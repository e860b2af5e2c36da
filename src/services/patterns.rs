//! Synthetic source images.

use pixel_pipeline::{BitmapData, Color32, KnownPixelFormat};
use rand::rngs::StdRng;
use rand::{Rng, SeedableRng};

use crate::error::AppError;
use crate::models::{Pattern, SourceConfig};

/// Side of a checkerboard cell in pixels.
const CHECKER_CELL: usize = 8;

/// Render the configured pattern into a new 32bpp ARGB bitmap.
pub fn generate(config: &SourceConfig) -> Result<BitmapData<'static>, AppError> {
    let SourceConfig {
        pattern,
        width,
        height,
        seed,
    } = *config;
    let mut bitmap = BitmapData::new(width, height, KnownPixelFormat::Format32bppArgb)?;
    let mut rng = StdRng::seed_from_u64(seed);

    let span = |n: usize| (n.max(2) - 1) as f32;
    for y in 0..height {
        let fy = y as f32 / span(height);
        for x in 0..width {
            let fx = x as f32 / span(width);
            let color = match pattern {
                Pattern::Gradient => Color32::from_gray(unit_to_byte(fx)),
                Pattern::Hue => {
                    let (r, g, b) = hsv_to_rgb(fx * 360.0, 1.0 - 0.5 * fy, 1.0 - 0.6 * fy);
                    Color32::from_rgb(r, g, b)
                }
                Pattern::Checker => {
                    if (x / CHECKER_CELL + y / CHECKER_CELL) % 2 == 0 {
                        Color32::from_rgb(0x1f, 0x3a, 0x93)
                    } else {
                        Color32::from_rgb(0xf5, 0xa6, 0x23)
                    }
                }
                Pattern::Noise => Color32::from_rgb(rng.gen(), rng.gen(), rng.gen()),
                Pattern::Alpha => {
                    let (r, g, b) = hsv_to_rgb(fx * 300.0, 0.9, 1.0);
                    Color32::new(unit_to_byte(1.0 - fy), r, g, b)
                }
            };
            bitmap.set_color32(x, y, color)?;
        }
    }

    tracing::debug!(pattern = pattern.name(), width, height, "Generated source pattern");
    Ok(bitmap)
}

fn unit_to_byte(v: f32) -> u8 {
    (v.clamp(0.0, 1.0) * 255.0).round() as u8
}

/// `h` in degrees, `s` and `v` in 0..=1.
fn hsv_to_rgb(h: f32, s: f32, v: f32) -> (u8, u8, u8) {
    let h = h.rem_euclid(360.0) / 60.0;
    let c = v * s;
    let x = c * (1.0 - (h % 2.0 - 1.0).abs());
    let (r, g, b) = match h as u32 {
        0 => (c, x, 0.0),
        1 => (x, c, 0.0),
        2 => (0.0, c, x),
        3 => (0.0, x, c),
        4 => (x, 0.0, c),
        _ => (c, 0.0, x),
    };
    let m = v - c;
    (unit_to_byte(r + m), unit_to_byte(g + m), unit_to_byte(b + m))
}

────────

→ **EXERCISE AIM**
Copy each entry exactly.

→ **YOUR RESPONSE**
repository e860b2af5e2c36da
filename src/services/patterns.rs
//! Synthetic source images.

use pixel_pipeline::{BitmapData, Color32, KnownPixelFormat};
use rand::rngs::StdRng;
use rand::{Rng, SeedableRng};

use crate::error::AppError;
use crate::models::{Pattern, SourceConfig};

/// Side of a checkerboard cell in pixels.
const CHECKER_CELL: usize = 8;

/// Render the configured pattern into a new 32bpp ARGB bitmap.
pub fn generate(config: &SourceConfig) -> Result<BitmapData<'static>, AppError> {
    let SourceConfig {
        pattern,
        width,
        height,
        seed,
    } = *config;
    let mut bitmap = BitmapData::new(width, height, KnownPixelFormat::Format32bppArgb)?;
    let mut rng = StdRng::seed_from_u64(seed);

    let span = |n: usize| (n.max(2) - 1) as f32;
    for y in 0..height {
        let fy = y as f32 / span(height);
        for x in 0..width {
            let fx = x as f32 / span(width);
            let color = match pattern {
                Pattern::Gradient => Color32::from_gray(unit_to_byte(fx)),
                Pattern::Hue => {
                    let (r, g, b) = hsv_to_rgb(fx * 360.0, 1.0 - 0.5 * fy, 1.0 - 0.6 * fy);
                    Color32::from_rgb(r, g, b)
                }
                Pattern::Checker => {
                    if (x / CHECKER_CELL + y / CHECKER_CELL) % 2 == 0 {
                        Color32::from_rgb(0x1f, 0x3a, 0x93)
                    } else {
                        Color32::from_rgb(0xf5, 0xa6, 0x23)
                    }
                }
                Pattern::Noise => Color32::from_rgb(rng.gen(), rng.gen(), rng.gen()),
                Pattern::Alpha => {
                    let (r, g, b) = hsv_to_rgb(fx * 300.0, 0.9, 1.0);
                    Color32::new(unit_to_byte(1.0 - fy), r, g, b)
                }
            };
            bitmap.set_color32(x, y, color)?;
        }
    }

    tracing::debug!(pattern = pattern.name(), width, height, "Generated source pattern");
    Ok(bitmap)
}

fn unit_to_byte(v: f32) -> u8 {
    (v.clamp(0.0, 1.0) * 255.0).round() as u8
}

/// `h` in degrees, `s` and `v` in 0..=1.
fn hsv_to_rgb(h: f32, s: f32, v: f32) -> (u8, u8, u8) {
    let h = h.rem_euclid(360.0) / 60.0;
    let c = v * s;
    let x = c * (1.0 - (h % 2.0 - 1.0).abs());
    let (r, g, b) = match h as u32 {
        0 => (c, x, 0.0),
        1 => (x, c, 0.0),
        2 => (0.0, c, x),
        3 => (0.0, x, c),
        4 => (x, 0.0, c),
        _ => (c, 0.0, x),
    };
    let m = v - c;
    (unit_to_byte(r + m), unit_to_byte(g + m), unit_to_byte(b + m))
}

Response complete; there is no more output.